My health policy crystal ball isn’t strong enough to predict whether Accountable Care Organizations will ultimately triumph over the health insurance plans we have right now. But the current health-care landscape makes it difficult to see such a takeover happening within the next eight years.

Health-care providers are indeed moving towards Accountable Care Organizations, which are health-care delivery systems that pay providers a flat fee for covering a given patient or condition rather than operating under a traditional fee-for-service model. These cost-sharing models have begun springing up across the country, as you can see in the above map that America’s Health Insurance Plans drew up. Some of the growth is likely due to the Affordable Care Act, which now has 32 health systems testing out an ACO model within Medicare.

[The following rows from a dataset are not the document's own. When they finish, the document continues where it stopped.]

//! Provisioning job: the ephemeral aggregate for one provisioning run.

use assessment_remote::{ImportReport, ObjectKind};
use chrono::{DateTime, Utc};
use serde::{Deserialize, Serialize};
use uuid::Uuid;

use super::template::DatasetType;

/// Terminal outcome for one template.
#[derive(Debug, Clone, Copy, PartialEq, Eq, Hash, Serialize, Deserialize)]
#[serde(rename_all = "snake_case")]
pub enum ProvisionStatus {
    Created,
    Reused,
    Failed,
}

/// A template after the provisioning engine is done with it.
#[derive(Debug, Clone, PartialEq, Eq, Serialize, Deserialize)]
#[serde(rename_all = "camelCase")]
pub struct ProvisionedObject {
    pub kind: ObjectKind,
    pub dataset_type: DatasetType,
    /// Semantic label of the template this object came from.
    pub template_ref: String,
    /// Code last submitted (after any regeneration).
    pub code: String,
    pub remote_id: Option<String>,
    pub status: ProvisionStatus,
    pub error: Option<String>,
    /// Number of create requests sent for this template.
    pub create_attempts: u8,
}

impl ProvisionedObject {
    pub fn is_failed(&self) -> bool {
        self.status == ProvisionStatus::Failed
    }
}

/// Severity of a progress event.
#[derive(Debug, Clone, Copy, PartialEq, Eq, Serialize, Deserialize)]
#[serde(rename_all = "snake_case")]
pub enum Severity {
    Info,
    Success,
    Warning,
    Error,
}

/// Coarse-grained stages of a run, independent of the number of templates.
#[derive(Debug, Clone, Copy, PartialEq, Eq, PartialOrd, Ord, Serialize, Deserialize)]
#[serde(rename_all = "snake_case")]
pub enum Stage {
    SelectCategoryCombo,
    ExpandTemplates,
    LoadExisting,
    DataElements,
    Datasets,
    Finalize,
}

impl Stage {
    pub const TOTAL: u8 = 6;

    /// 1-based step number shown to the user.
    pub fn step(&self) -> u8 {
        match self {
            Stage::SelectCategoryCombo => 1,
            Stage::ExpandTemplates => 2,
            Stage::LoadExisting => 3,
            Stage::DataElements => 4,
            Stage::Datasets => 5,
            Stage::Finalize => 6,
        }
    }
}

/// One entry in the append-only progress log.
#[derive(Debug, Clone, PartialEq, Serialize, Deserialize)]
#[serde(rename_all = "camelCase")]
pub struct ProgressEvent {
    /// Monotonic sequence number within the job.
    pub seq: u64,
    pub step: u8,
    pub total_steps: u8,
    pub message: String,
    pub severity: Severity,
    pub timestamp: DateTime<Utc>,
}

/// Lifecycle of a provisioning job.
#[derive(Debug, Clone, Copy, PartialEq, Eq, Serialize, Deserialize)]
#[serde(rename_all = "snake_case")]
pub enum JobStatus {
    Running,
    Completed,
    /// Finished, but at least one template ended `Failed`.
    CompletedWithFailures,
    Cancelled,
}

/// Final summary returned to the caller.
#[derive(Debug, Clone, PartialEq, Serialize, Deserialize)]
#[serde(rename_all = "camelCase")]
pub struct ProvisioningSummary {
    pub data_elements: Vec<ProvisionedObject>,
    pub datasets: Vec<ProvisionedObject>,
    pub category_combo: String,
}

/// Aggregate root for one provisioning run. Never persisted by the core.
#[derive(Debug, Clone, Serialize, Deserialize)]
#[serde(rename_all = "camelCase")]
pub struct ProvisioningJob {
    pub job_id: Uuid,
    pub assessment: String,
    pub status: JobStatus,
    pub stage: Stage,
    pub events: Vec<ProgressEvent>,
    pub data_elements: Vec<ProvisionedObject>,
    pub datasets: Vec<ProvisionedObject>,
    pub category_combo: String,
    /// Verbatim bulk import report, when the bulk strategy ran.
    pub import_report: Option<ImportReport>,
    pub started_at: DateTime<Utc>,
    pub finished_at: Option<DateTime<Utc>>,
}

impl ProvisioningJob {
    pub fn new(assessment: &str) -> Self {
        Self {
            job_id: Uuid::new_v4(),
            assessment: assessment.to_string(),
            status: JobStatus::Running,
            stage: Stage::SelectCategoryCombo,
            events: Vec::new(),
            data_elements: Vec::new(),
            datasets: Vec::new(),
            category_combo: String::new(),
            import_report: None,
            started_at: Utc::now(),
            finished_at: None,
        }
    }

    /// Every provisioned object, data elements first.
    pub fn objects(&self) -> impl Iterator<Item = &ProvisionedObject> {
        self.data_elements.iter().chain(self.datasets.iter())
    }

    pub fn count(&self, status: ProvisionStatus) -> usize {
        self.objects().filter(|o| o.status == status).count()
    }

    pub fn failed(&self) -> Vec<&ProvisionedObject> {
        self.objects().filter(|o| o.is_failed()).collect()
    }

    pub fn summary(&self) -> ProvisioningSummary {
        ProvisioningSummary {
            data_elements: self.data_elements.clone(),
            datasets: self.datasets.clone(),
            category_combo: self.category_combo.clone(),
        }
    }

    pub fn duration_ms(&self) -> u64 {
        let end = self.finished_at.unwrap_or_else(Utc::now);
        (end - self.started_at).num_milliseconds().max(0) as u64
    }
}

#[cfg(test)]
mod tests {
    use super::*;

    fn object(status: ProvisionStatus) -> ProvisionedObject {
        ProvisionedObject {
            kind: ObjectKind::DataElement,
            dataset_type: DatasetType::Register,
            template_ref: "REG - ANC".to_string(),
            code: "REG_X".to_string(),
            remote_id: None,
            status,
            error: None,
            create_attempts: 1,
        }
    }

    #[test]
    fn test_stage_steps_are_one_based_and_bounded() {
        assert_eq!(Stage::SelectCategoryCombo.step(), 1);
        assert_eq!(Stage::Finalize.step(), Stage::TOTAL);
    }

    #[test]
    fn test_job_counts_by_status() {
        let mut job = ProvisioningJob::new("Survey");
        job.data_elements = vec![
            object(ProvisionStatus::Created),
            object(ProvisionStatus::Reused),
            object(ProvisionStatus::Failed),
        ];
        job.datasets = vec![object(ProvisionStatus::Created)];
        assert_eq!(job.count(ProvisionStatus::Created), 2);
        assert_eq!(job.count(ProvisionStatus::Reused), 1);
        assert_eq!(job.failed().len(), 1);
    }
}
//! Org-unit reconciliation.
//!
//! - `index`: exact and prefix lookup over local units
//! - `engine`: the `reconcile` pass
//! - `table`: the resulting `MappingTable` and manual overrides

pub mod engine;
pub mod index;
pub mod table;

pub use engine::{reconcile, Reconciliation};
pub use index::{normalize, NameIndex};
pub use table::{MappingTable, MatchCounts};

These ACO models are showing pretty promising results. A review of eight such health plans, published in Health Affairs this past fall notes that “Some of the health plans in this study reported approximately 10 percent improvements in quality, a 15 percent decrease in readmissions and total patient days in a hospital, as well as annual savings of $336 per patient.”

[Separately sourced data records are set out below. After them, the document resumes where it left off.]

//! HTTP client for a DHIS2-style metadata web API
//!
//! Endpoints used:
//! - `GET  /api/{collection}?fields=id,name,code,shortName,lastUpdated&paging=false&filter=...`
//! - `POST /api/{collection}` (single create, web-message response with `response.uid`)
//! - `POST /api/metadata?importStrategy=CREATE_AND_UPDATE&atomicMode=NONE` (bulk import)
//!
//! Authentication is HTTP basic. Timeouts and retries are left to the
//! `reqwest::Client` handed in by the caller.

use async_trait::async_trait;
use serde::Deserialize;
use serde_json::Value;
use tracing::{debug, instrument, warn};

use crate::error::RemoteError;
use crate::schema::*;
use crate::store::{MetadataStore, RemoteResult};

const QUERY_FIELDS: &str = "id,name,code,shortName,lastUpdated";

/// Connection settings for the remote metadata API
#[derive(Debug, Clone)]
pub struct RemoteConfig {
    /// Base URL of the instance (e.g., "https://play.example.org/dhis")
    pub base_url: String,
    /// Basic-auth username
    pub username: String,
    /// Basic-auth password
    pub password: String,
    /// User agent sent with every request
    pub user_agent: String,
}

impl RemoteConfig {
    /// Create a new configuration for the given instance and credentials
    pub fn new(
        base_url: impl Into<String>,
        username: impl Into<String>,
        password: impl Into<String>,
    ) -> Self {
        Self {
            base_url: base_url.into(),
            username: username.into(),
            password: password.into(),
            user_agent: format!("assessment-remote/{}", env!("CARGO_PKG_VERSION")),
        }
    }

    /// Set a custom user agent
    pub fn with_user_agent(mut self, user_agent: impl Into<String>) -> Self {
        self.user_agent = user_agent.into();
        self
    }

    /// Create from environment variables
    ///
    /// Reads:
    /// - ASSESS_REMOTE_URL (required)
    /// - ASSESS_REMOTE_USERNAME (required)
    /// - ASSESS_REMOTE_PASSWORD (required)
    pub fn from_env() -> Result<Self, RemoteError> {
        let base_url = std::env::var("ASSESS_REMOTE_URL")
            .map_err(|_| RemoteError::NotConfigured("ASSESS_REMOTE_URL not set".to_string()))?;
        let username = std::env::var("ASSESS_REMOTE_USERNAME").map_err(|_| {
            RemoteError::NotConfigured("ASSESS_REMOTE_USERNAME not set".to_string())
        })?;
        let password = std::env::var("ASSESS_REMOTE_PASSWORD").map_err(|_| {
            RemoteError::NotConfigured("ASSESS_REMOTE_PASSWORD not set".to_string())
        })?;
        Ok(Self::new(base_url, username, password))
    }

    fn api_url(&self, path: &str) -> String {
        format!("{}/api/{}", self.base_url.trim_end_matches('/'), path)
    }
}

/// `MetadataStore` backed by the remote web API
pub struct HttpMetadataStore {
    config: RemoteConfig,
    client: reqwest::Client,
}

impl HttpMetadataStore {
    /// Build a store with a default `reqwest::Client`.
    pub fn new(config: RemoteConfig) -> RemoteResult<Self> {
        let client = reqwest::Client::builder()
            .user_agent(config.user_agent.clone())
            .build()?;
        Ok(Self { config, client })
    }

    /// Build a store around a caller-configured client (timeouts, proxies).
    pub fn with_client(config: RemoteConfig, client: reqwest::Client) -> Self {
        Self { config, client }
    }

    pub fn config(&self) -> &RemoteConfig {
        &self.config
    }

    async fn send_json(&self, request: reqwest::RequestBuilder) -> RemoteResult<(u16, Value)> {
        let response = request
            .basic_auth(&self.config.username, Some(&self.config.password))
            .send()
            .await?;
        let status = response.status().as_u16();
        let text = response.text().await?;
        let body = if text.trim().is_empty() {
            Value::Null
        } else {
            serde_json::from_str(&text)?
        };
        Ok((status, body))
    }
}

/// Render a `QueryFilter` as the API's `filter` query parameter.
pub fn filter_param(filter: &QueryFilter) -> Option<String> {
    match filter {
        QueryFilter::All => None,
        QueryFilter::CodeEq(code) => Some(format!("code:eq:{}", code)),
        QueryFilter::NameContains(part) => Some(format!("name:ilike:{}", part)),
    }
}

#[derive(Debug, Deserialize)]
struct WebMessage {
    #[serde(default)]
    message: Option<String>,
    #[serde(default)]
    response: Option<WebMessageResponse>,
}

#[derive(Debug, Deserialize)]
#[serde(rename_all = "camelCase")]
struct WebMessageResponse {
    #[serde(default)]
    uid: Option<String>,
    #[serde(default)]
    error_reports: Vec<ErrorReport>,
}

#[derive(Debug, Deserialize)]
struct ErrorReport {
    message: String,
}

/// Extract the created uid from a single-create response, or the reason it failed.
pub fn parse_create_response(kind: ObjectKind, status: u16, body: &Value) -> RemoteResult<String> {
    let message: WebMessage = serde_json::from_value(body.clone()).unwrap_or(WebMessage {
        message: None,
        response: None,
    });
    let reports: Vec<String> = message
        .response
        .as_ref()
        .map(|r| r.error_reports.iter().map(|e| e.message.clone()).collect())
        .unwrap_or_default();

    if (200..300).contains(&status) && reports.is_empty() {
        if let Some(uid) = message.response.and_then(|r| r.uid) {
            return Ok(uid);
        }
        return Err(RemoteError::Deserialization(
            "create response carried no uid".to_string(),
        ));
    }

    let reason = if reports.is_empty() {
        message
            .message
            .unwrap_or_else(|| format!("HTTP status {}", status))
    } else {
        reports.join("; ")
    };
    Err(RemoteError::Rejected {
        kind,
        message: reason,
    })
}

/// Translate a bulk import response into an `ImportReport`.
pub fn parse_import_report(body: &Value) -> RemoteResult<ImportReport> {
    // Newer servers wrap the report in a web message under `response`.
    let report = if body.get("typeReports").is_some() || body.get("stats").is_some() {
        body
    } else {
        body.get("response").unwrap_or(body)
    };

    let status = match report.get("status").and_then(Value::as_str) {
        Some("OK") => ImportStatus::Ok,
        Some("WARNING") => ImportStatus::Warning,
        Some("ERROR") => ImportStatus::Error,
        other => {
            return Err(RemoteError::Deserialization(format!(
                "unknown import status: {:?}",
                other
            )))
        }
    };

    let mut data_elements = KindStats::default();
    let mut data_sets = KindStats::default();
    let mut errors = Vec::new();

    let type_reports = report
        .get("typeReports")
        .and_then(Value::as_array)
        .cloned()
        .unwrap_or_default();

    for type_report in &type_reports {
        let klass = type_report.get("klass").and_then(Value::as_str).unwrap_or("");
        let kind = if klass.ends_with(".DataElement") {
            ObjectKind::DataElement
        } else if klass.ends_with(".DataSet") {
            ObjectKind::DataSet
        } else {
            debug!(klass, "ignoring type report for unrelated class");
            continue;
        };

        let stats = type_report.get("stats").cloned().unwrap_or(Value::Null);
        let counts = KindStats {
            created: read_count(&stats, "created"),
            updated: read_count(&stats, "updated"),
            ignored: read_count(&stats, "ignored"),
        };
        match kind {
            ObjectKind::DataElement => data_elements = counts,
            ObjectKind::DataSet => data_sets = counts,
        }

        for object_report in type_report
            .get("objectReports")
            .and_then(Value::as_array)
            .map(Vec::as_slice)
            .unwrap_or_default()
        {
            let id = object_report
                .get("uid")
                .and_then(Value::as_str)
                .map(str::to_string);
            for error in object_report
                .get("errorReports")
                .and_then(Value::as_array)
                .map(Vec::as_slice)
                .unwrap_or_default()
            {
                errors.push(ObjectError {
                    kind,
                    id: id.clone(),
                    message: error
                        .get("message")
                        .and_then(Value::as_str)
                        .unwrap_or("unspecified import error")
                        .to_string(),
                });
            }
        }
    }

    Ok(ImportReport {
        status,
        data_elements,
        data_sets,
        errors,
    })
}

fn read_count(stats: &Value, field: &str) -> u32 {
    stats
        .get(field)
        .and_then(Value::as_u64)
        .and_then(|n| u32::try_from(n).ok())
        .unwrap_or(0)
}

#[async_trait]
impl MetadataStore for HttpMetadataStore {
    #[instrument(skip(self), fields(collection = kind.collection()))]
    async fn query(&self, kind: ObjectKind, filter: &QueryFilter) -> RemoteResult<Vec<RemoteObject>> {
        let mut params = vec![
            ("fields", QUERY_FIELDS.to_string()),
            ("paging", "false".to_string()),
        ];
        if let Some(filter) = filter_param(filter) {
            params.push(("filter", filter));
        }
        let request = self
            .client
            .get(self.config.api_url(kind.collection()))
            .query(&params);
        let (status, body) = self.send_json(request).await?;
        if !(200..300).contains(&status) {
            return Err(RemoteError::Http(format!(
                "query {} returned HTTP {}",
                kind.collection(),
                status
            )));
        }

        let items = body
            .get(kind.collection())
            .cloned()
            .unwrap_or(Value::Array(Vec::new()));
        let objects: Vec<RemoteObject> = serde_json::from_value(items)?;
        debug!(count = objects.len(), "query returned objects");
        Ok(objects)
    }

    #[instrument(skip(self, payload), fields(kind = %payload.kind(), code = payload.code()))]
    async fn create(&self, payload: &ObjectPayload) -> RemoteResult<String> {
        let kind = payload.kind();
        let request = self
            .client
            .post(self.config.api_url(kind.collection()))
            .json(payload);
        let (status, body) = self.send_json(request).await?;
        let result = parse_create_response(kind, status, &body);
        if let Err(e) = &result {
            warn!(error = %e, "create refused");
        }
        result
    }

    #[instrument(skip(self, payload), fields(objects = payload.len()))]
    async fn bulk_import(&self, payload: &MetadataPayload) -> RemoteResult<ImportReport> {
        let request = self
            .client
            .post(self.config.api_url("metadata"))
            .query(&[
                ("importStrategy", "CREATE_AND_UPDATE"),
                ("atomicMode", "NONE"),
            ])
            .json(payload);
        let (status, body) = self.send_json(request).await?;
        if body.is_null() {
            return Err(RemoteError::Http(format!(
                "metadata import returned HTTP {} with empty body",
                status
            )));
        }
        parse_import_report(&body)
    }
}
//! Single-flight guard: at most one provisioning run per assessment.

use std::collections::HashSet;
use std::sync::{Arc, Mutex, MutexGuard};

use sha2::{Digest, Sha256};

use crate::domain::{AssessmentError, Result};

/// SHA-256 hex digest of the normalized assessment name.
pub fn session_key(assessment: &str) -> String {
    let normalized = assessment.trim().to_lowercase();
    hex::encode(Sha256::digest(normalized.as_bytes()))
}

/// Set of assessments with an active run. Clones share the same set.
#[derive(Debug, Clone, Default)]
pub struct SessionRegistry {
    active: Arc<Mutex<HashSet<String>>>,
}

fn lock(active: &Mutex<HashSet<String>>) -> MutexGuard<'_, HashSet<String>> {
    active.lock().unwrap_or_else(|poisoned| poisoned.into_inner())
}

impl SessionRegistry {
    pub fn new() -> Self {
        Self::default()
    }

    /// Claim the session for `assessment`, or `SessionBusy` if a run holds it.
    pub fn acquire(&self, assessment: &str) -> Result<SessionGuard> {
        let key = session_key(assessment);
        if !lock(&self.active).insert(key.clone()) {
            return Err(AssessmentError::SessionBusy {
                assessment: assessment.trim().to_string(),
            });
        }
        tracing::debug!(session = %key, "provisioning session acquired");
        Ok(SessionGuard {
            key,
            active: Arc::clone(&self.active),
        })
    }

    pub fn is_active(&self, assessment: &str) -> bool {
        lock(&self.active).contains(&session_key(assessment))
    }

    pub fn active_count(&self) -> usize {
        lock(&self.active).len()
    }
}

/// Releases the session on drop.
#[derive(Debug)]
pub struct SessionGuard {
    key: String,
    active: Arc<Mutex<HashSet<String>>>,
}

impl SessionGuard {
    pub fn key(&self) -> &str {
        &self.key
    }
}

impl Drop for SessionGuard {
    fn drop(&mut self) {
        lock(&self.active).remove(&self.key);
        tracing::debug!(session = %self.key, "provisioning session released");
    }
}

#[cfg(test)]
mod tests {
    use super::*;

    #[test]
    fn test_key_ignores_case_and_padding() {
        assert_eq!(session_key(" Malaria 2026 "), session_key("malaria 2026"));
        assert_ne!(session_key("Malaria 2026"), session_key("Malaria 2027"));
        assert_eq!(session_key("x").len(), 64);
    }

    #[test]
    fn test_second_acquire_is_refused_until_release() {
        let registry = SessionRegistry::new();
        let guard = registry.acquire("Malaria 2026").unwrap();
        assert!(registry.is_active("MALARIA 2026"));

        let err = registry.acquire("malaria 2026").unwrap_err();
        assert!(matches!(err, AssessmentError::SessionBusy { .. }));

        let other = registry.acquire("Measles 2025").unwrap();
        assert_eq!(registry.active_count(), 2);

        drop(guard);
        drop(other);
        assert_eq!(registry.active_count(), 0);
        assert!(registry.acquire("Malaria 2026").is_ok());
    }
}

So Accountable Care Organizations are indeed gaining steam, but there have also been bumps along the way in implementation. A separate Health Affairs study was meant to look at a handful of health-care systems’ experience piloting a shared-savings model. But, after three years, none of the three systems the researchers focused on were able to get the new payment model off the ground. A lot of the obstacles were technical, tied up in overhauling a fee-for-service payment system and the billing software that comes along with it.

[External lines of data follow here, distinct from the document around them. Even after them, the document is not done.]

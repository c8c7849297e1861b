//! Assessment-Remote: remote metadata collaborator for assessment provisioning
//!
//! This crate owns every byte that crosses the wire to the target metadata
//! system. The provisioning core depends only on the [`MetadataStore`]
//! contract defined here, never on a concrete protocol.
//!
//! ## Layer 0 - Remote I/O
//!
//! Focus: faithful request/response mapping, no policy.
//!
//! ## Key Components
//!
//! - `MetadataStore`: query / create / bulk import contract
//! - `HttpMetadataStore`: DHIS2-style web API client
//! - `MemoryMetadataStore`: scriptable in-memory fake for tests

mod error;
pub mod fakes;
pub mod http;
pub mod schema;
pub mod store;

pub use error::RemoteError;
pub use http::{HttpMetadataStore, RemoteConfig};
pub use schema::{
    DataElementPayload, DataSetElement, DataSetPayload, IdRef, ImportReport, ImportStatus,
    KindStats, MetadataPayload, ObjectError, ObjectKind, ObjectPayload, QueryFilter, RemoteObject,
};
pub use store::{MetadataStore, RemoteResult};
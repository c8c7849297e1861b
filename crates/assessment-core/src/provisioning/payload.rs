//! Template -> wire payload conversion.

use assessment_remote::{DataElementPayload, DataSetElement, DataSetPayload, IdRef, ObjectPayload};

use crate::domain::{DataElementTemplate, DatasetTemplate, Sharing};

pub fn element_payload(template: &DataElementTemplate, id: &str, sharing: Sharing) -> DataElementPayload {
    DataElementPayload {
        id: id.to_string(),
        name: template.name.clone(),
        short_name: template.short_name.clone(),
        code: template.code.clone(),
        description: template.description.clone(),
        value_type: template.value_type.clone(),
        aggregation_type: template.aggregation_type.clone(),
        domain_type: template.domain_type.clone(),
        category_combo: IdRef::new(template.category_combo.as_str()),
        public_access: sharing.public_access().to_string(),
    }
}

/// `members` are remote ids of the data elements the dataset references.
pub fn dataset_payload(template: &DatasetTemplate, id: &str, members: &[String]) -> DataSetPayload {
    DataSetPayload {
        id: id.to_string(),
        name: template.name.clone(),
        short_name: template.short_name.clone(),
        code: template.code.clone(),
        description: template.description.clone(),
        period_type: template.period_type.clone(),
        category_combo: IdRef::new(template.category_combo.as_str()),
        data_set_elements: members
            .iter()
            .map(|m| DataSetElement {
                data_element: IdRef::new(m.as_str()),
            })
            .collect(),
        organisation_units: template.org_unit_ids.iter().map(|ou| IdRef::new(ou.as_str())).collect(),
        public_access: template.sharing.public_access().to_string(),
    }
}

pub fn element_object(template: &DataElementTemplate, id: &str, sharing: Sharing) -> ObjectPayload {
    ObjectPayload::DataElement(element_payload(template, id, sharing))
}

pub fn dataset_object(template: &DatasetTemplate, id: &str, members: &[String]) -> ObjectPayload {
    ObjectPayload::DataSet(dataset_payload(template, id, members))
}

#[cfg(test)]
mod tests {
    use super::*;
    use crate::domain::DatasetType;

    #[test]
    fn test_dataset_payload_references_members_and_org_units() {
        let template = DatasetTemplate {
            dataset_type: DatasetType::Summary,
            label: "Survey - Summary".to_string(),
            name: "Survey - Summary".to_string(),
            code: "DS_SUM_0001".to_string(),
            short_name: "SUM - Survey".to_string(),
            description: "Summary dataset for Survey".to_string(),
            period_type: "Monthly".to_string(),
            category_combo: "bjDvmb4bfuf".to_string(),
            org_unit_ids: vec!["OU1".to_string()],
            sharing: Sharing::ReadWrite,
        };
        let payload = dataset_payload(&template, "ds1", &["de1".to_string(), "de2".to_string()]);
        assert_eq!(payload.data_set_elements.len(), 2);
        assert_eq!(payload.data_set_elements[1].data_element.id, "de2");
        assert_eq!(payload.organisation_units, vec![IdRef::new("OU1")]);
        assert_eq!(payload.public_access, "rw------");
    }
}
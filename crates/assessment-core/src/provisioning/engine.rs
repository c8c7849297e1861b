//! Provisioning engine: turns a request into created or reused remote
//! objects, data elements strictly before datasets.
//!
//! Per-object state machine for each template:
//!
//! ```text
//! ReuseCheck --found--> Reused
//!     |
//!   Create --ok--> Created
//!     | err
//! ConflictResolution (lookup by code) --found--> Reused
//!     | not found
//! Create(regenerated code) --ok--> Created
//!     | err
//! lookup by retried code --found--> Reused
//!     | not found
//!   Failed
//! ```
//!
//! A failed template is recorded and the run moves on. Only an invalid
//! request, a busy session or a failed snapshot load abort the run.

use std::sync::Arc;

use assessment_remote::{MetadataStore, ObjectKind, ObjectPayload};
use chrono::Utc;
use tokio_util::sync::CancellationToken;
use tracing::{warn, Instrument};

use super::config::{ProvisioningConfig, SubmissionStrategy};
use super::payload::{dataset_object, element_object};
use super::plan::ProvisioningPlan;
use super::progress::{ProgressReporter, ProgressSender};
use super::request::ProvisioningRequest;
use super::session::SessionRegistry;
use crate::category_combo::select_category_combo;
use crate::domain::{
    DatasetType, JobStatus, ProvisionStatus, ProvisionedObject, ProvisioningJob, Result, Stage,
};
use crate::existing::ExistingMetadataIndex;
use crate::ids::IdGenerator;
use crate::metrics::METRICS;
use crate::obs;
use crate::templates::{dataset_code_prefix, element_code_prefix, rescope_short_name};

“Support for bundled payment now is based more on conceptual appeal than experience in practice or empirical evidence,” the researchers conclude. “The early implementation experiences of the PROMETHEUS road test support both positions: Participants continue to see promise and value in the bundled payment model, but they have not yet overcome many implementation challenges.”

As, you can see in the map above, a lot of states don’t even have an ACO yet (although all have something that does look a bit like one). Accountable Care Organizations may be the future of American health care — but also looks likely that the future isn’t quite here yet.